Data may be provided in several ways:
1) single fastqfile (single end reads, -r option)
2) two fastq files (R1 R2 paired reads, -r and --r2 options)
3) interleaved fastqfile (R1 followed by R2, --ri option)
4) fastq data from STDIN (single or interleaved paired end, --s option)
A barcode file must be provided and data should be structured as follows:
tab separated file with at least two columns
BARCODE_ID | BARCODE_SEQUENCE | BARCODE_SEQUENCE2(optional) |
---|
Example:
#ID | Seq | R2(optional) |
---|---|---|
A1F1 | CAGTCGAAT | TCACAGATG |
A1F2 | TCAGTCGAA | TCACAGATG |
A1F3 | CTCAGTCGA | TGCAGATGA |
A1F4 | CAGAAAAGT | TTGTTCTCC |
A1F5 | TCAGAAAAG | TGTTCTCCA |
A1F6 | CTCAGAAAA | TGTTCTCCA |
A1F7 | TCAGAAAAG | CTTGTTCTC |
A1F8 | TCAGTCGAA | CTCACAGAT |
lines starting with # are ignored
plexseq works by looking the barcode sequence in specific parts of the sequence read.
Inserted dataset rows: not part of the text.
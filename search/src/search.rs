//! Search entry points and the expansion loop.
//!
//! BFS, DFS, UCS and A* share this loop; a [`Strategy`] only selects the
//! frontier ordering, whether discovered nodes may be re-pushed at a lower
//! cost, and whether the heuristic contributes to the priority key.

use tracing::{debug, trace};

use crate::domain::{Cost, SearchDomain};
use crate::error::SearchError;
use crate::event::{InstrumentationSink, NullSink, Outcome, StepEvent};
use crate::frontier::{Frontier, FrontierEntry};
use crate::heuristic::{Heuristic, ZeroHeuristic};
use crate::path::reconstruct_path;
use crate::policy::{SearchPolicy, Strategy};
use crate::record::{Discovery, RecordArena, RecordId, Visitation};

/// Counters for one run.
#[derive(Debug, Clone, Copy, Default, PartialEq, Eq)]
pub struct SearchStats {
    /// Nodes expanded, start included.
    pub expansions: u64,
    /// Frontier pushes, start included.
    pub pushes: u64,
    /// Min-key entries discarded because a cheaper entry was already settled.
    pub stale_pops: u64,
    /// Distinct nodes touched.
    pub records: usize,
    pub frontier_high_water: usize,
}

/// An in-flight search, yielding [`StepEvent`]s lazily.
///
/// All configuration checks run in the constructor, so a constructed run
/// never fails with a configuration error. The iterator yields zero or more
/// `Expanded` events, then exactly one terminal event, then `None`.
/// Dropping the run early is cooperative cancellation; it holds no
/// external resources.
pub struct SearchRun<'a, D: SearchDomain + 'a, H> {
    domain: &'a D,
    strategy: Strategy,
    heuristic: H,
    policy: SearchPolicy,
    start: D::Node,
    /// `None` in explore mode: traverse the whole reachable component.
    goal: Option<D::Node>,
    frontier: Box<dyn Frontier<D::Node> + 'a>,
    arena: RecordArena<D::Node>,
    stats: SearchStats,
    reported: u64,
    finished: bool,
    /// Set when the run ends with `Aborted`.
    failure: Option<SearchError>,
}

impl<'a, D, H> SearchRun<'a, D, H>
where
    D: SearchDomain + 'a,
    H: Heuristic<D::Node>,
{
    /// Validate the configuration and seed the frontier with `start`.
    ///
    /// # Errors
    ///
    /// Returns a configuration [`SearchError`] if `start` or `goal` lies
    /// outside the domain, any edge has a negative cost, or (A* with
    /// `policy.check_heuristic`) the heuristic is negative, non-zero at the
    /// goal, or inconsistent on some edge.
    pub fn new(
        domain: &'a D,
        start: D::Node,
        goal: D::Node,
        strategy: Strategy,
        heuristic: H,
        policy: SearchPolicy,
    ) -> Result<Self, SearchError> {
        if !domain.contains(&goal) {
            return Err(SearchError::GoalOutOfBounds {
                node: format!("{goal:?}"),
            });
        }
        Self::build(domain, start, Some(goal), strategy, heuristic, policy)
    }

    fn build(
        domain: &'a D,
        start: D::Node,
        goal: Option<D::Node>,
        strategy: Strategy,
        heuristic: H,
        policy: SearchPolicy,
    ) -> Result<Self, SearchError> {
        if !domain.contains(&start) {
            return Err(SearchError::StartOutOfBounds {
                node: format!("{start:?}"),
            });
        }
        let check_heuristic = strategy.uses_heuristic() && policy.check_heuristic;
        preflight(domain, goal.as_ref().filter(|_| check_heuristic), &heuristic)?;

        debug!(
            domain = domain.domain_id(),
            %strategy,
            start = ?start,
            goal = ?goal,
            "search started"
        );

        let mut run = Self {
            domain,
            strategy,
            heuristic,
            policy,
            start: start.clone(),
            goal,
            frontier: strategy.frontier(),
            arena: RecordArena::new(),
            stats: SearchStats::default(),
            reported: 0,
            finished: false,
            failure: None,
        };
        run.arena.insert_root(start.clone());
        let priority = run.priority(&start, 0)?;
        run.push(FrontierEntry::new(priority, 0, start, None));
        Ok(run)
    }

    /// Strategy this run was configured with.
    #[must_use]
    pub fn strategy(&self) -> Strategy {
        self.strategy
    }

    /// Counters so far; final once the terminal event has been yielded.
    #[must_use]
    pub fn stats(&self) -> SearchStats {
        SearchStats {
            records: self.arena.len(),
            frontier_high_water: self.frontier.high_water(),
            ..self.stats
        }
    }

    /// Records touched so far.
    #[must_use]
    pub fn records(&self) -> &RecordArena<D::Node> {
        &self.arena
    }

    /// Whether the terminal event has been yielded.
    #[must_use]
    pub fn is_finished(&self) -> bool {
        self.finished
    }

    /// The error behind an `Aborted` terminal event, if one was yielded.
    #[must_use]
    pub fn failure(&self) -> Option<&SearchError> {
        self.failure.as_ref()
    }

    fn priority(&self, node: &D::Node, cost: Cost) -> Result<Cost, SearchError> {
        match &self.goal {
            Some(goal) if self.strategy.uses_heuristic() => cost
                .checked_add(self.heuristic.estimate(node, goal))
                .ok_or_else(|| overflow(node)),
            _ => Ok(cost),
        }
    }

    fn push(&mut self, entry: FrontierEntry<D::Node>) {
        self.frontier.push(entry);
        self.stats.pushes += 1;
    }

    fn finish(&mut self, event: StepEvent<D::Node>) -> StepEvent<D::Node> {
        self.finished = true;
        let stats = self.stats();
        match &event {
            StepEvent::Final(outcome) => debug!(
                outcome = outcome.kind(),
                cost = ?outcome.cost(),
                expansions = stats.expansions,
                records = stats.records,
                frontier_high_water = stats.frontier_high_water,
                "search finished"
            ),
            StepEvent::Aborted { detail } => debug!(%detail, "search aborted"),
            StepEvent::Expanded { .. } => {}
        }
        event
    }

    fn abort(&mut self, err: SearchError) -> StepEvent<D::Node> {
        let event = StepEvent::Aborted {
            detail: err.to_string(),
        };
        self.failure = Some(err);
        self.finish(event)
    }

    /// Generate successors of a popped node, pushing improved discoveries.
    fn expand(&mut self, node: &D::Node, cost: Cost, id: RecordId) -> Result<(), SearchError> {
        for edge in self.domain.neighbors(node) {
            if !self.strategy.is_cost_aware() && self.arena.contains(&edge.to) {
                continue;
            }
            let candidate = cost
                .checked_add(edge.cost)
                .ok_or_else(|| overflow(&edge.to))?;
            match self.arena.discover(edge.to.clone(), candidate, Some(id)) {
                Discovery::New(_) | Discovery::Improved(_) => {
                    let priority = self.priority(&edge.to, candidate)?;
                    self.push(FrontierEntry::new(priority, candidate, edge.to, Some(id)));
                }
                Discovery::Rejected(_) => {}
            }
        }
        Ok(())
    }

    fn step(&mut self) -> StepEvent<D::Node> {
        loop {
            let Some(entry) = self.frontier.pop() else {
                return self.finish(StepEvent::Final(Outcome::Exhausted));
            };

            let Some(id) = self.arena.id_of(&entry.node) else {
                return self.abort(SearchError::InvariantViolation {
                    detail: format!("popped {:?} without a search record", entry.node),
                });
            };
            let Some(record) = self.arena.get(id) else {
                return self.abort(SearchError::InvariantViolation {
                    detail: format!("record {} missing from arena", id.index()),
                });
            };
            let (recorded_cost, status, depth) = (record.cost, record.status, record.depth);
            let recorded_parent = record.parent;

            if self.strategy.is_cost_aware()
                && (entry.cost > recorded_cost || status == Visitation::Settled)
            {
                self.stats.stale_pops += 1;
                continue;
            }

            // A live entry is the one that last wrote its node's record.
            if entry.parent != recorded_parent {
                return self.abort(SearchError::InvariantViolation {
                    detail: format!(
                        "frontier entry for {:?} disagrees with its record",
                        entry.node
                    ),
                });
            }

            if self.goal.as_ref() == Some(&entry.node) {
                return match reconstruct_path(&self.arena, &entry.node) {
                    Ok(path) => self.finish(StepEvent::Final(Outcome::Found {
                        path,
                        cost: recorded_cost,
                    })),
                    Err(err) => self.abort(err),
                };
            }

            if let Some(max) = self.policy.max_expansions {
                if self.stats.expansions >= max {
                    let expansions = self.stats.expansions;
                    return self.finish(StepEvent::Final(Outcome::BudgetExceeded { expansions }));
                }
            }

            self.arena.settle(id);
            self.stats.expansions += 1;
            if let Err(err) = self.expand(&entry.node, recorded_cost, id) {
                return self.abort(err);
            }

            if entry.node == self.start {
                continue;
            }

            let order = self.reported;
            self.reported += 1;
            trace!(order, node = ?entry.node, cost = recorded_cost, depth, "expanded");
            return StepEvent::Expanded {
                order,
                node: entry.node,
                cost_so_far: recorded_cost,
                depth,
            };
        }
    }
}

impl<'a, D> SearchRun<'a, D, ZeroHeuristic>
where
    D: SearchDomain + 'a,
{
    /// A goal-less run that traverses every node reachable from `start`.
    ///
    /// Terminates with [`Outcome::Exhausted`] (or `BudgetExceeded`).
    ///
    /// # Errors
    ///
    /// Same configuration errors as [`SearchRun::new`], minus the goal and
    /// heuristic checks.
    pub fn explore(
        domain: &'a D,
        start: D::Node,
        strategy: Strategy,
        policy: SearchPolicy,
    ) -> Result<Self, SearchError> {
        Self::build(domain, start, None, strategy, ZeroHeuristic, policy)
    }
}

impl<'a, D, H> Iterator for SearchRun<'a, D, H>
where
    D: SearchDomain + 'a,
    H: Heuristic<D::Node>,
{
    type Item = StepEvent<D::Node>;

    fn next(&mut self) -> Option<Self::Item> {
        if self.finished {
            return None;
        }
        Some(self.step())
    }
}

impl<'a, D, H> std::iter::FusedIterator for SearchRun<'a, D, H>
where
    D: SearchDomain + 'a,
    H: Heuristic<D::Node>,
{
}

fn overflow<N: std::fmt::Debug>(node: &N) -> SearchError {
    SearchError::CostOverflow {
        node: format!("{node:?}"),
    }
}

/// Reject domains and heuristics that would void the engine's guarantees.
///
/// `heuristic_goal` is `Some` only when the heuristic must be checked.
fn preflight<D, H>(
    domain: &D,
    heuristic_goal: Option<&D::Node>,
    heuristic: &H,
) -> Result<(), SearchError>
where
    D: SearchDomain,
    H: Heuristic<D::Node>,
{
    if let Some(goal) = heuristic_goal {
        let at_goal = heuristic.estimate(goal, goal);
        if at_goal != 0 {
            return Err(SearchError::NonZeroHeuristicAtGoal { estimate: at_goal });
        }
    }

    for node in domain.nodes() {
        let h_node = heuristic_goal.map(|goal| heuristic.estimate(&node, goal));
        if let Some(estimate) = h_node.filter(|h| *h < 0) {
            return Err(SearchError::NegativeHeuristic {
                node: format!("{node:?}"),
                estimate,
            });
        }
        for edge in domain.neighbors(&node) {
            if edge.cost < 0 {
                return Err(SearchError::NegativeEdgeCost {
                    from: format!("{node:?}"),
                    to: format!("{:?}", edge.to),
                    cost: edge.cost,
                });
            }
            if let (Some(goal), Some(h_from)) = (heuristic_goal, h_node) {
                let h_to = heuristic.estimate(&edge.to, goal);
                if edge.cost.checked_add(h_to).is_some_and(|bound| h_from > bound) {
                    return Err(SearchError::InconsistentHeuristic {
                        from: format!("{node:?}"),
                        to: format!("{:?}", edge.to),
                    });
                }
            }
        }
    }
    Ok(())
}

/// Pull every event from `run` into `sink` and return the terminal outcome.
fn drive<'a, D, H>(
    run: &mut SearchRun<'a, D, H>,
    sink: &mut dyn InstrumentationSink<D::Node>,
) -> Result<Outcome<D::Node>, SearchError>
where
    D: SearchDomain + 'a,
    H: Heuristic<D::Node>,
{
    for event in run.by_ref() {
        sink.on_event(&event);
        if let StepEvent::Final(outcome) = event {
            return Ok(outcome);
        }
    }
    Err(run
        .failure
        .take()
        .unwrap_or(SearchError::MissingTerminalEvent))
}

/// Search from `start` to `goal` with the default policy and no sink.
///
/// # Errors
///
/// See [`search_with_sink`].
pub fn search<D, H>(
    domain: &D,
    start: D::Node,
    goal: D::Node,
    strategy: Strategy,
    heuristic: H,
) -> Result<Outcome<D::Node>, SearchError>
where
    D: SearchDomain,
    H: Heuristic<D::Node>,
{
    search_with_sink(
        domain,
        start,
        goal,
        strategy,
        heuristic,
        &SearchPolicy::default(),
        &mut NullSink,
    )
}

/// Search from `start` to `goal`, streaming every event into `sink`.
///
/// `Exhausted` and `BudgetExceeded` are normal outcomes, not errors.
///
/// # Errors
///
/// Returns a configuration [`SearchError`] before any event is emitted if
/// the inputs are invalid (see [`SearchRun::new`]), or
/// [`SearchError::InvariantViolation`] if engine bookkeeping is corrupt.
pub fn search_with_sink<D, H>(
    domain: &D,
    start: D::Node,
    goal: D::Node,
    strategy: Strategy,
    heuristic: H,
    policy: &SearchPolicy,
    sink: &mut dyn InstrumentationSink<D::Node>,
) -> Result<Outcome<D::Node>, SearchError>
where
    D: SearchDomain,
    H: Heuristic<D::Node>,
{
    let mut run = SearchRun::new(domain, start, goal, strategy, heuristic, policy.clone())?;
    drive(&mut run, sink)
}

/// Traverse everything reachable from `start`, streaming events into `sink`.
///
/// The `Expanded` events give the visitation order (start excluded).
///
/// # Errors
///
/// Same as [`search_with_sink`], minus the goal and heuristic checks.
pub fn explore<D>(
    domain: &D,
    start: D::Node,
    strategy: Strategy,
    policy: &SearchPolicy,
    sink: &mut dyn InstrumentationSink<D::Node>,
) -> Result<SearchStats, SearchError>
where
    D: SearchDomain,
{
    let mut run = SearchRun::explore(domain, start, strategy, policy.clone())?;
    drive(&mut run, sink)?;
    Ok(run.stats())
}
//! Run transcripts: a recorded event stream rendered as canonical JSON.
//!
//! A [`Transcript`] is the full observable record of one run. Its canonical
//! bytes are compact JSON with object keys in sorted order, so two runs
//! with the same inputs produce byte-identical transcripts and equal
//! digests. The digest is the cheap comparison used by the determinism
//! tests and the fixture binary.

use serde_json::{json, Value};
use sha2::{Digest, Sha256};
use wayfinder_search::{InstrumentationSink, Outcome, StepEvent, Strategy};

use crate::worlds::grid::Cell;
use crate::worlds::weighted_graph::NodeId;

/// Transcript format tag, embedded in every rendering.
pub const TRANSCRIPT_SCHEMA_VERSION: &str = "transcript.v1";

/// Domain separation prefix for transcript digests. Null-terminated.
pub const DOMAIN_TRANSCRIPT: &[u8] = b"WAYFINDER::TRANSCRIPT::V1\0";

/// JSON rendering of a node label.
pub trait TranscriptNode {
    fn to_json(&self) -> Value;
}

impl TranscriptNode for Cell {
    fn to_json(&self) -> Value {
        json!([self.row, self.col])
    }
}

impl TranscriptNode for NodeId {
    fn to_json(&self) -> Value {
        json!(self)
    }
}

/// Sink that keeps a copy of every event.
#[derive(Debug, Clone)]
pub struct RecordingSink<N> {
    events: Vec<StepEvent<N>>,
}

impl<N> Default for RecordingSink<N> {
    fn default() -> Self {
        Self { events: Vec::new() }
    }
}

impl<N> RecordingSink<N> {
    #[must_use]
    pub fn new() -> Self {
        Self::default()
    }

    #[must_use]
    pub fn events(&self) -> &[StepEvent<N>] {
        &self.events
    }

    #[must_use]
    pub fn into_transcript(self, domain_id: &str, strategy: Strategy) -> Transcript<N> {
        Transcript {
            domain_id: domain_id.to_string(),
            strategy,
            events: self.events,
        }
    }
}

impl<N: Clone> InstrumentationSink<N> for RecordingSink<N> {
    fn on_event(&mut self, event: &StepEvent<N>) {
        self.events.push(event.clone());
    }
}

/// Recorded run: domain, strategy and the ordered event stream.
#[derive(Debug, Clone, PartialEq, Eq)]
pub struct Transcript<N> {
    domain_id: String,
    strategy: Strategy,
    events: Vec<StepEvent<N>>,
}

impl<N> Transcript<N> {
    #[must_use]
    pub fn domain_id(&self) -> &str {
        &self.domain_id
    }

    #[must_use]
    pub fn strategy(&self) -> Strategy {
        self.strategy
    }

    #[must_use]
    pub fn events(&self) -> &[StepEvent<N>] {
        &self.events
    }

    /// Expanded nodes in emission order (start excluded).
    pub fn expanded(&self) -> impl Iterator<Item = &N> + '_ {
        self.events.iter().filter_map(StepEvent::expanded_node)
    }

    /// The terminal outcome, if the run ended normally.
    #[must_use]
    pub fn outcome(&self) -> Option<&Outcome<N>> {
        self.events.iter().rev().find_map(|event| match event {
            StepEvent::Final(outcome) => Some(outcome),
            _ => None,
        })
    }
}

impl<N: TranscriptNode> Transcript<N> {
    #[must_use]
    pub fn to_json(&self) -> Value {
        let events: Vec<Value> = self.events.iter().map(event_json).collect();
        json!({
            "schema_version": TRANSCRIPT_SCHEMA_VERSION,
            "domain_id": self.domain_id,
            "strategy": self.strategy.as_str(),
            "events": events,
        })
    }

    /// Compact JSON, keys sorted.
    #[must_use]
    pub fn canonical_bytes(&self) -> Vec<u8> {
        self.to_json().to_string().into_bytes()
    }

    /// `"sha256:<hex>"` over the domain prefix and the canonical bytes.
    #[must_use]
    pub fn digest(&self) -> String {
        let mut hasher = Sha256::new();
        hasher.update(DOMAIN_TRANSCRIPT);
        hasher.update(self.canonical_bytes());
        format!("sha256:{}", hex::encode(hasher.finalize()))
    }
}

fn event_json<N: TranscriptNode>(event: &StepEvent<N>) -> Value {
    match event {
        StepEvent::Expanded {
            order,
            node,
            cost_so_far,
            depth,
        } => json!({
            "kind": "expanded",
            "order": order,
            "node": node.to_json(),
            "cost_so_far": cost_so_far,
            "depth": depth,
        }),
        StepEvent::Final(Outcome::Found { path, cost }) => json!({
            "kind": "found",
            "path": path.iter().map(TranscriptNode::to_json).collect::<Vec<_>>(),
            "cost": cost,
        }),
        StepEvent::Final(Outcome::Exhausted) => json!({ "kind": "exhausted" }),
        StepEvent::Final(Outcome::BudgetExceeded { expansions }) => json!({
            "kind": "budget_exceeded",
            "expansions": expansions,
        }),
        StepEvent::Aborted { detail } => json!({
            "kind": "aborted",
            "detail": detail,
        }),
    }
}
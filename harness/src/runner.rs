//! Harness runner: executes strategies on a domain and reports results.
//!
//! Every run goes through the same pipeline:
//!
//! ```text
//! SearchRun::new() (pre-flight) → drain events → RecordingSink
//!   → Transcript → digest → RunReport
//! ```
//!
//! The runner adds timing and transcript hashing on top of the engine; it
//! never interprets events beyond collecting the terminal outcome.

use std::fmt;
use std::time::{Duration, Instant};

use tracing::info;
use wayfinder_search::{
    Heuristic, InstrumentationSink, Outcome, SearchDomain, SearchError, SearchPolicy, SearchRun,
    SearchStats, StepEvent, Strategy, ZeroHeuristic,
};

use crate::config::{ConfigError, GraphConfig, GridConfig};
use crate::transcript::{RecordingSink, TranscriptNode};
use crate::worlds::grid::{generate_grid, Cell, ManhattanHeuristic};
use crate::worlds::weighted_graph::{generate_graph, NodeId};

/// Error during a harness run.
#[derive(Debug, Clone, PartialEq, thiserror::Error)]
pub enum RunError {
    #[error("invalid world config: {0}")]
    Config(#[from] ConfigError),
    #[error(transparent)]
    Search(#[from] SearchError),
}

/// Result of one strategy on one domain.
#[derive(Debug, Clone)]
pub struct RunReport<N> {
    pub strategy: Strategy,
    pub domain_id: String,
    pub outcome: Outcome<N>,
    /// Start node followed by every expanded node, in order.
    pub visit_order: Vec<N>,
    pub stats: SearchStats,
    /// Wall time from pre-flight to terminal event, recording included.
    pub elapsed: Duration,
    /// `"sha256:<hex>"` of the run's canonical transcript.
    pub transcript_digest: String,
}

impl<N> RunReport<N> {
    /// Node count of the found path, or 0.
    #[must_use]
    pub fn path_len(&self) -> usize {
        self.outcome.path().map_or(0, wayfinder_search::Path::len)
    }
}

impl<N> fmt::Display for RunReport<N> {
    fn fmt(&self, f: &mut fmt::Formatter<'_>) -> fmt::Result {
        write!(
            f,
            "{:<5} {:<15} visited={:<5} path_len={:<4}",
            self.strategy.as_str(),
            self.outcome.kind(),
            self.visit_order.len(),
            self.path_len(),
        )?;
        if let Some(cost) = self.outcome.cost() {
            write!(f, " cost={cost}")?;
        }
        write!(f, " time={:?}", self.elapsed)
    }
}

/// Run one strategy from `start` to `goal` and report.
///
/// # Errors
///
/// Returns [`RunError::Search`] for a configuration error (before any
/// event) or an engine invariant violation.
pub fn run_strategy<D, H>(
    domain: &D,
    start: D::Node,
    goal: D::Node,
    strategy: Strategy,
    heuristic: H,
    policy: &SearchPolicy,
) -> Result<RunReport<D::Node>, RunError>
where
    D: SearchDomain,
    D::Node: TranscriptNode,
    H: Heuristic<D::Node>,
{
    let started = Instant::now();
    let mut run = SearchRun::new(
        domain,
        start.clone(),
        goal,
        strategy,
        heuristic,
        policy.clone(),
    )?;

    let mut recorder = RecordingSink::new();
    let mut outcome = None;
    for event in run.by_ref() {
        recorder.on_event(&event);
        if let StepEvent::Final(terminal) = event {
            outcome = Some(terminal);
        }
    }
    if let Some(err) = run.failure() {
        return Err(err.clone().into());
    }
    let elapsed = started.elapsed();
    let outcome = outcome.ok_or(SearchError::MissingTerminalEvent)?;
    let stats = run.stats();

    let transcript = recorder.into_transcript(domain.domain_id(), strategy);
    let visit_order: Vec<D::Node> = std::iter::once(start)
        .chain(transcript.expanded().cloned())
        .collect();
    let transcript_digest = transcript.digest();

    info!(
        domain = domain.domain_id(),
        %strategy,
        outcome = outcome.kind(),
        cost = ?outcome.cost(),
        expansions = stats.expansions,
        elapsed_us = u64::try_from(elapsed.as_micros()).unwrap_or(u64::MAX),
        "strategy run complete"
    );

    Ok(RunReport {
        strategy,
        domain_id: domain.domain_id().to_string(),
        outcome,
        visit_order,
        stats,
        elapsed,
        transcript_digest,
    })
}

/// Run all four strategies in [`Strategy::ALL`] order.
///
/// The heuristic only affects `AStar`; the other strategies ignore it.
///
/// # Errors
///
/// Returns the first [`RunError`]; later strategies are not run.
pub fn compare_strategies<D, H>(
    domain: &D,
    start: &D::Node,
    goal: &D::Node,
    heuristic: &H,
    policy: &SearchPolicy,
) -> Result<Vec<RunReport<D::Node>>, RunError>
where
    D: SearchDomain,
    D::Node: TranscriptNode,
    H: Heuristic<D::Node> + Clone,
{
    Strategy::ALL
        .iter()
        .map(|&strategy| {
            run_strategy(
                domain,
                start.clone(),
                goal.clone(),
                strategy,
                heuristic.clone(),
                policy,
            )
        })
        .collect()
}

/// Generate a grid and compare all strategies corner to corner, with
/// Manhattan distance for A*.
///
/// # Errors
///
/// Returns [`RunError::Config`] for an invalid `config`, otherwise as
/// [`compare_strategies`].
pub fn compare_on_grid(
    config: &GridConfig,
    policy: &SearchPolicy,
) -> Result<Vec<RunReport<Cell>>, RunError> {
    let grid = generate_grid(config)?;
    compare_strategies(
        &grid,
        &grid.start(),
        &grid.goal(),
        &ManhattanHeuristic,
        policy,
    )
}

/// Generate a graph and compare all strategies from node 0 to the highest
/// label, with the zero heuristic for A*.
///
/// # Errors
///
/// Returns [`RunError::Config`] for an invalid `config`, otherwise as
/// [`compare_strategies`].
pub fn compare_on_graph(
    config: &GraphConfig,
    policy: &SearchPolicy,
) -> Result<Vec<RunReport<NodeId>>, RunError> {
    let graph = generate_graph(config)?;
    let goal = NodeId::try_from(config.node_count - 1)
        .map_err(|_| ConfigError::TooManyNodes {
            nodes: config.node_count,
        })?;
    compare_strategies(&graph, &0, &goal, &ZeroHeuristic, policy)
}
For now plexseq looks for barcode sequence 1 in the first 9 bases of the 5' end of read1. If a second barcode sequence is provided, plexseq will look for this sequence in the first 9 bases of the 5' end of read2 in the case of paired reads.
plexseq looks for exact matches between reads and barcodes.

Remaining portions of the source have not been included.